**YOUR GOAL**
Return each line of the records below in which the string "jobs" turns up.

STUDY MATERIAL Start Marker

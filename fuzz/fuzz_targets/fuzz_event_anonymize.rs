//! Fuzz target for anonymizing arbitrary event payloads.
//!
//! Runs a fixed pilot policy table over whatever parses as an event and
//! checks the rewritten event still serializes.

#![no_main]

use anon_redact::{Event, PolicyTable, PseudonymStrategy, Pseudonymizer, RedactionEngine, Scope};
use arbitrary::Arbitrary;
use libfuzzer_sys::fuzz_target;

const POLICIES: &str = r#"{
    "src_ip":   {"KRE": "^SRC_IP$", "ACTION": "generalization", "TYPE": "ip_address"},
    "dst_ip":   {"KRE": "^DST_IP$", "ACTION": "generalization", "TYPE": "ip_address"},
    "username": {"KRE": "^USER", "ACTION": "suppression"},
    "userdata": {"KRE": "^USERDATA[0-9]$", "VRE": "(user=)[^ ]+", "SRE": "\\1hidden"},
    "org":      {"KRE": "^ORGANIZATION$", "ACTION": "pseudonimization", "TYPE": "organization"}
}"#;

#[derive(Debug, Arbitrary)]
struct Input {
    scope: String,
    table_pseudonyms: bool,
    payload: String,
}

fuzz_target!(|input: Input| {
    let Ok(value) = serde_json::from_str(&input.payload) else {
        return;
    };
    let Ok(mut event) = Event::unwrap_envelope(value) else {
        return;
    };

    let strategy = if input.table_pseudonyms {
        PseudonymStrategy::pilot_table()
    } else {
        PseudonymStrategy::default()
    };
    let Ok(engine) = PolicyTable::from_json_str(POLICIES)
        .and_then(|table| RedactionEngine::new(table, Pseudonymizer::new(strategy)))
    else {
        return;
    };

    let scope = Scope::parse(&input.scope);
    let triples = engine.resolve(&event, &scope);
    let report = engine.anonymize(&mut event, &scope);

    assert_eq!(triples.len(), report.policies_applied().len());
    assert!(event.to_value().is_ok());
});
//! Nested event records.
//!
//! An [`Event`] is a schema-less tree: each field holds a scalar, a nested
//! record (a related sub-event) or a list whose record items are further
//! sub-events. The engine takes `&mut Event` for one anonymization pass and
//! rewrites it in place, so callers must not hold on to sub-structures
//! across that call.

use serde::{Deserialize, Serialize};
use std::borrow::Cow;
use std::collections::BTreeMap;

/// Field that carries the organization an event belongs to.
pub const ORGANIZATION_FIELD: &str = "ORGANIZATION";

/// Envelope key wrapping the event in wire payloads.
pub const ENVELOPE_FIELD: &str = "AlarmEvent";

/// Value of one event field.
#[derive(Debug, Clone, PartialEq, Serialize, Deserialize)]
#[serde(untagged)]
pub enum FieldValue {
    /// JSON `null`; becomes the `NoData` sentinel when a key pattern claims it.
    Null,
    Bool(bool),
    Number(serde_json::Number),
    Text(String),
    /// A related sub-event.
    Record(Event),
    /// An ordered sequence; record items are related sub-events.
    List(Vec<FieldValue>),
}

impl FieldValue {
    /// Borrow the value as a string if it is text.
    pub fn as_text(&self) -> Option<&str> {
        match self {
            FieldValue::Text(s) => Some(s),
            _ => None,
        }
    }

    /// Textual form of a scalar, as seen by value patterns.
    ///
    /// Booleans and numbers use their JSON spelling. Returns `None` for
    /// `Null` and for composite values.
    pub fn scalar_text(&self) -> Option<Cow<'_, str>> {
        match self {
            FieldValue::Text(s) => Some(Cow::Borrowed(s)),
            FieldValue::Bool(b) => Some(Cow::Owned(b.to_string())),
            FieldValue::Number(n) => Some(Cow::Owned(n.to_string())),
            FieldValue::Null | FieldValue::Record(_) | FieldValue::List(_) => None,
        }
    }

    /// Whether this value is a record or a list.
    pub fn is_composite(&self) -> bool {
        matches!(self, FieldValue::Record(_) | FieldValue::List(_))
    }

    /// Build a list value out of sub-events.
    pub fn records<I: IntoIterator<Item = Event>>(events: I) -> Self {
        FieldValue::List(events.into_iter().map(FieldValue::Record).collect())
    }
}

impl From<&str> for FieldValue {
    fn from(s: &str) -> Self {
        FieldValue::Text(s.to_string())
    }
}

impl From<String> for FieldValue {
    fn from(s: String) -> Self {
        FieldValue::Text(s)
    }
}

impl From<Event> for FieldValue {
    fn from(event: Event) -> Self {
        FieldValue::Record(event)
    }
}

/// A mutable, recursively nested event record.
#[derive(Debug, Clone, Default, PartialEq, Serialize, Deserialize)]
#[serde(transparent)]
pub struct Event(BTreeMap<String, FieldValue>);

impl Event {
    /// Create an empty event.
    pub fn new() -> Self {
        Self::default()
    }

    /// Parse a bare event object.
    pub fn from_json_str(s: &str) -> serde_json::Result<Self> {
        serde_json::from_str(s)
    }

    /// Convert a JSON value holding an event object.
    pub fn from_value(value: serde_json::Value) -> serde_json::Result<Self> {
        serde_json::from_value(value)
    }

    /// Convert back into a JSON value.
    pub fn to_value(&self) -> serde_json::Result<serde_json::Value> {
        serde_json::to_value(self)
    }

    /// Extract the event from a wire payload.
    ///
    /// Accepts `{"AlarmEvent": {...}}` as well as a bare event object.
    pub fn unwrap_envelope(payload: serde_json::Value) -> serde_json::Result<Self> {
        match payload {
            serde_json::Value::Object(mut map) => match map.remove(ENVELOPE_FIELD) {
                Some(inner @ serde_json::Value::Object(_)) => Self::from_value(inner),
                Some(other) => {
                    map.insert(ENVELOPE_FIELD.to_string(), other);
                    Self::from_value(serde_json::Value::Object(map))
                }
                None => Self::from_value(serde_json::Value::Object(map)),
            },
            other => Self::from_value(other),
        }
    }

    /// Wrap the event back into the wire envelope.
    pub fn wrap_envelope(&self) -> serde_json::Result<serde_json::Value> {
        let mut map = serde_json::Map::new();
        map.insert(ENVELOPE_FIELD.to_string(), self.to_value()?);
        Ok(serde_json::Value::Object(map))
    }

    pub fn get(&self, field: &str) -> Option<&FieldValue> {
        self.0.get(field)
    }

    pub fn get_mut(&mut self, field: &str) -> Option<&mut FieldValue> {
        self.0.get_mut(field)
    }

    /// Get a field if it holds text.
    pub fn get_text(&self, field: &str) -> Option<&str> {
        self.get(field).and_then(FieldValue::as_text)
    }

    pub fn insert(&mut self, field: impl Into<String>, value: impl Into<FieldValue>) {
        self.0.insert(field.into(), value.into());
    }

    pub fn contains_field(&self, field: &str) -> bool {
        self.0.contains_key(field)
    }

    pub fn len(&self) -> usize {
        self.0.len()
    }

    pub fn is_empty(&self) -> bool {
        self.0.is_empty()
    }

    /// Iterate over fields in name order.
    pub fn fields(&self) -> impl Iterator<Item = (&str, &FieldValue)> {
        self.0.iter().map(|(k, v)| (k.as_str(), v))
    }

    pub(crate) fn fields_mut(&mut self) -> impl Iterator<Item = (&str, &mut FieldValue)> {
        self.0.iter_mut().map(|(k, v)| (k.as_str(), v))
    }

    /// The event's organization; missing or non-text values read as `""`.
    pub fn organization(&self) -> &str {
        self.get_text(ORGANIZATION_FIELD).unwrap_or("")
    }
}

impl<K: Into<String>, V: Into<FieldValue>> FromIterator<(K, V)> for Event {
    fn from_iter<I: IntoIterator<Item = (K, V)>>(iter: I) -> Self {
        Event(iter.into_iter().map(|(k, v)| (k.into(), v.into())).collect())
    }
}

#[cfg(test)]
mod tests {
    use super::*;
    use serde_json::json;

    #[test]
    fn test_parse_nested_event() {
        let event = Event::from_value(json!({
            "SRC_IP": "10.0.0.5",
            "PORT": 443,
            "ACTIVE": true,
            "USERNAME": null,
            "RELATED_EVENTS_INFO": {
                "a": {"SRC_IP": "10.0.0.6"},
                "b": [{"SRC_IP": "10.0.0.7"}, "loose"]
            }
        }))
        .unwrap();

        assert_eq!(event.get_text("SRC_IP"), Some("10.0.0.5"));
        assert!(matches!(event.get("PORT"), Some(FieldValue::Number(_))));
        assert_eq!(event.get("ACTIVE"), Some(&FieldValue::Bool(true)));
        assert_eq!(event.get("USERNAME"), Some(&FieldValue::Null));

        let related = match event.get("RELATED_EVENTS_INFO") {
            Some(FieldValue::Record(r)) => r,
            other => panic!("expected record, got {:?}", other),
        };
        match related.get("b") {
            Some(FieldValue::List(items)) => {
                assert!(matches!(items[0], FieldValue::Record(_)));
                assert_eq!(items[1], FieldValue::Text("loose".to_string()));
            }
            other => panic!("expected list, got {:?}", other),
        }
    }

    #[test]
    fn test_json_roundtrip_preserves_types() {
        let original = json!({
            "A": null,
            "B": 1.5,
            "C": [1, {"D": "x"}],
        });
        let event = Event::from_value(original.clone()).unwrap();
        assert_eq!(event.to_value().unwrap(), original);
    }

    #[test]
    fn test_organization_defaults_to_empty() {
        let event: Event = [("SRC_IP", "1.2.3.4")].into_iter().collect();
        assert_eq!(event.organization(), "");

        let event = Event::from_value(json!({"ORGANIZATION": null})).unwrap();
        assert_eq!(event.organization(), "");

        let event: Event = [("ORGANIZATION", "hospital")].into_iter().collect();
        assert_eq!(event.organization(), "hospital");
    }

    #[test]
    fn test_unwrap_envelope() {
        let event =
            Event::unwrap_envelope(json!({"AlarmEvent": {"ORGANIZATION": "csi"}})).unwrap();
        assert_eq!(event.organization(), "csi");

        let bare = Event::unwrap_envelope(json!({"ORGANIZATION": "db"})).unwrap();
        assert_eq!(bare.organization(), "db");

        let wrapped = bare.wrap_envelope().unwrap();
        assert_eq!(wrapped, json!({"AlarmEvent": {"ORGANIZATION": "db"}}));
    }

    #[test]
    fn test_unwrap_envelope_rejects_non_object() {
        assert!(Event::unwrap_envelope(json!([1, 2, 3])).is_err());
        assert!(Event::unwrap_envelope(json!("text")).is_err());
    }

    #[test]
    fn test_scalar_text() {
        assert_eq!(FieldValue::from("x").scalar_text().as_deref(), Some("x"));
        assert_eq!(FieldValue::Bool(false).scalar_text().as_deref(), Some("false"));
        assert_eq!(
            FieldValue::Number(42.into()).scalar_text().as_deref(),
            Some("42")
        );
        assert_eq!(FieldValue::Null.scalar_text(), None);
        assert_eq!(FieldValue::Record(Event::new()).scalar_text(), None);
    }
}
//! Configuration loading for anon-core.
//!
//! This module handles:
//! - Loading the optional TOML service configuration
//! - Resolution order (CLI flags > config file named by `--config`/`ANON_CONFIG` > defaults)
//! - Loading the policy document and recording its provenance

use anon_redact::{AnonError, PolicyTable, PseudonymStrategy, Scope};
use clap::ValueEnum;
use serde::{Deserialize, Serialize};
use sha2::{Digest, Sha256};
use std::path::{Path, PathBuf};
use thiserror::Error;

/// Environment variable naming the service configuration file.
pub const CONFIG_ENV: &str = "ANON_CONFIG";

/// Errors that can occur during config loading.
#[derive(Debug, Error)]
pub enum ConfigError {
    #[error("config file not found: {path}")]
    NotFound { path: PathBuf },

    #[error("I/O error reading {path}: {source}")]
    Io {
        path: PathBuf,
        #[source]
        source: std::io::Error,
    },

    #[error("invalid TOML in config file {path}: {source}")]
    Parse {
        path: PathBuf,
        #[source]
        source: toml::de::Error,
    },

    #[error("missing required setting '{setting}' (pass --{setting} or set it in the config file)")]
    Missing { setting: &'static str },

    #[error("invalid policy file {path}: {source}")]
    Policy {
        path: PathBuf,
        #[source]
        source: AnonError,
    },

    #[error("could not resolve a default audit log location: {0}")]
    AuditPath(String),
}

impl ConfigError {
    /// Whether the error concerns the policy document itself.
    pub fn is_policy_error(&self) -> bool {
        matches!(self, ConfigError::Policy { source, .. } if !matches!(source, AnonError::Io(_)))
    }
}

/// What is written to the output stream for each anonymized event.
#[derive(Debug, Clone, Copy, PartialEq, Eq, Default, ValueEnum, Serialize, Deserialize)]
#[serde(rename_all = "lowercase")]
pub enum OutputFormat {
    /// The anonymized event, re-wrapped in its `AlarmEvent` envelope.
    #[default]
    Event,
    /// A MISP event document.
    Misp,
}

impl std::fmt::Display for OutputFormat {
    fn fmt(&self, f: &mut std::fmt::Formatter<'_>) -> std::fmt::Result {
        match self {
            OutputFormat::Event => write!(f, "event"),
            OutputFormat::Misp => write!(f, "misp"),
        }
    }
}

/// Pseudonym strategy selectable from the command line.
#[derive(Debug, Clone, Copy, PartialEq, Eq, ValueEnum)]
pub enum PseudonymChoice {
    /// Truncated SHA-256 of the organization.
    Hash,
    /// Fixed pilot label table.
    Table,
}

impl PseudonymChoice {
    pub fn strategy(self) -> PseudonymStrategy {
        match self {
            PseudonymChoice::Hash => PseudonymStrategy::hash(),
            PseudonymChoice::Table => PseudonymStrategy::pilot_table(),
        }
    }
}

/// `[audit]` section.
#[derive(Debug, Clone, PartialEq, Eq, Serialize, Deserialize)]
#[serde(default, deny_unknown_fields)]
pub struct AuditSettings {
    pub enabled: bool,
    pub path: Option<PathBuf>,
}

impl Default for AuditSettings {
    fn default() -> Self {
        AuditSettings {
            enabled: true,
            path: None,
        }
    }
}

/// `[output]` section.
#[derive(Debug, Clone, Default, PartialEq, Eq, Serialize, Deserialize)]
#[serde(default, deny_unknown_fields)]
pub struct OutputSettings {
    pub format: OutputFormat,
}

/// Service configuration file.
///
/// ```toml
/// scope = "hospital"
/// policies = "/etc/anon/policies.json"
/// jobs = 4
///
/// [pseudonym]
/// strategy = "table"
///
/// [audit]
/// path = "/var/lib/anon/anonymization_log.jsonl"
///
/// [output]
/// format = "misp"
/// ```
#[derive(Debug, Clone, Default, PartialEq, Eq, Serialize, Deserialize)]
#[serde(default, deny_unknown_fields)]
pub struct ServiceConfig {
    pub scope: Option<String>,
    pub policies: Option<PathBuf>,
    pub jobs: Option<usize>,
    pub pseudonym: PseudonymStrategy,
    pub audit: AuditSettings,
    pub output: OutputSettings,
}

impl ServiceConfig {
    pub fn from_toml_str(s: &str, path: &Path) -> Result<Self, ConfigError> {
        toml::from_str(s).map_err(|e| ConfigError::Parse {
            path: path.to_path_buf(),
            source: e,
        })
    }

    /// Load a configuration file.
    pub fn load(path: &Path) -> Result<Self, ConfigError> {
        if !path.exists() {
            return Err(ConfigError::NotFound {
                path: path.to_path_buf(),
            });
        }
        let content = std::fs::read_to_string(path).map_err(|e| ConfigError::Io {
            path: path.to_path_buf(),
            source: e,
        })?;
        Self::from_toml_str(&content, path)
    }
}

/// Command-line overrides.
#[derive(Debug, Clone, Default)]
pub struct ConfigOptions {
    /// Service configuration file (`--config` or `ANON_CONFIG`).
    pub config_path: Option<PathBuf>,
    pub policies: Option<PathBuf>,
    pub scope: Option<String>,
    pub pseudonym: Option<PseudonymChoice>,
    pub audit_log: Option<PathBuf>,
    /// Disable the audit log regardless of the config file.
    pub no_audit: bool,
    pub format: Option<OutputFormat>,
    pub jobs: Option<usize>,
}

/// Resolved configuration with provenance information.
#[derive(Debug, Clone)]
pub struct ResolvedConfig {
    pub scope: Scope,
    pub table: PolicyTable,
    pub policies_path: PathBuf,
    /// SHA-256 of the policy file content.
    pub policies_hash: String,
    pub pseudonym: PseudonymStrategy,
    /// `None` when auditing is disabled.
    pub audit_path: Option<PathBuf>,
    pub output_format: OutputFormat,
    pub jobs: usize,
    /// Service configuration file used, if any.
    pub config_path: Option<PathBuf>,
}

impl ResolvedConfig {
    pub fn snapshot(&self) -> ConfigSnapshot {
        ConfigSnapshot {
            scope: self.scope.to_string(),
            policies_path: self.policies_path.clone(),
            policies_hash: self.policies_hash.clone(),
            policy_count: self.table.len(),
            pseudonym: self.pseudonym.name().to_string(),
            audit_path: self.audit_path.clone(),
            output_format: self.output_format,
            jobs: self.jobs,
            config_path: self.config_path.clone(),
        }
    }
}

/// Serializable summary of a resolved configuration.
#[derive(Debug, Clone, PartialEq, Eq, Serialize, Deserialize)]
pub struct ConfigSnapshot {
    pub scope: String,
    pub policies_path: PathBuf,
    pub policies_hash: String,
    pub policy_count: usize,
    pub pseudonym: String,
    pub audit_path: Option<PathBuf>,
    pub output_format: OutputFormat,
    pub jobs: usize,
    pub config_path: Option<PathBuf>,
}

/// Load configuration with the standard resolution order.
///
/// Resolution order (highest to lowest priority):
/// 1. Explicit CLI flags
/// 2. The service configuration file, if one was named
/// 3. Built-in defaults
pub fn load_config(options: &ConfigOptions) -> Result<ResolvedConfig, ConfigError> {
    let file = match &options.config_path {
        Some(path) => ServiceConfig::load(path)?,
        None => ServiceConfig::default(),
    };

    let scope = options
        .scope
        .as_deref()
        .or(file.scope.as_deref())
        .map(Scope::parse)
        .ok_or(ConfigError::Missing { setting: "scope" })?;

    let policies_path = options
        .policies
        .clone()
        .or_else(|| file.policies.clone())
        .ok_or(ConfigError::Missing {
            setting: "policies",
        })?;
    let (table, policies_hash) = load_policy_file(&policies_path)?;

    let pseudonym = options
        .pseudonym
        .map(PseudonymChoice::strategy)
        .unwrap_or_else(|| file.pseudonym.clone());

    let audit_path = if options.no_audit {
        None
    } else if let Some(path) = &options.audit_log {
        Some(path.clone())
    } else if !file.audit.enabled {
        None
    } else if let Some(path) = &file.audit.path {
        Some(path.clone())
    } else {
        Some(crate::audit::default_audit_path().map_err(|e| ConfigError::AuditPath(e.to_string()))?)
    };

    Ok(ResolvedConfig {
        scope,
        table,
        policies_path,
        policies_hash,
        pseudonym,
        audit_path,
        output_format: options.format.unwrap_or(file.output.format),
        jobs: options.jobs.or(file.jobs).unwrap_or(1).max(1),
        config_path: options.config_path.clone(),
    })
}

/// Load a policy document and hash its content.
pub fn load_policy_file(path: &Path) -> Result<(PolicyTable, String), ConfigError> {
    let content = std::fs::read_to_string(path).map_err(|e| ConfigError::Io {
        path: path.to_path_buf(),
        source: e,
    })?;

    let hash = compute_hash(&content);

    let table = PolicyTable::from_json_str(&content).map_err(|e| ConfigError::Policy {
        path: path.to_path_buf(),
        source: e,
    })?;

    Ok((table, hash))
}

/// SHA-256 of content, hex-encoded.
pub fn compute_hash(content: &str) -> String {
    hex::encode(Sha256::digest(content.as_bytes()))
}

STUDY MATERIAL End Marker

**ANSWER TO THIS PROBLEM**
/// jobs = 4
    pub jobs: Option<usize>,
    pub jobs: Option<usize>,
    pub jobs: usize,
            jobs: self.jobs,
    pub jobs: usize,
        jobs: options.jobs.or(file.jobs).unwrap_or(1).max(1),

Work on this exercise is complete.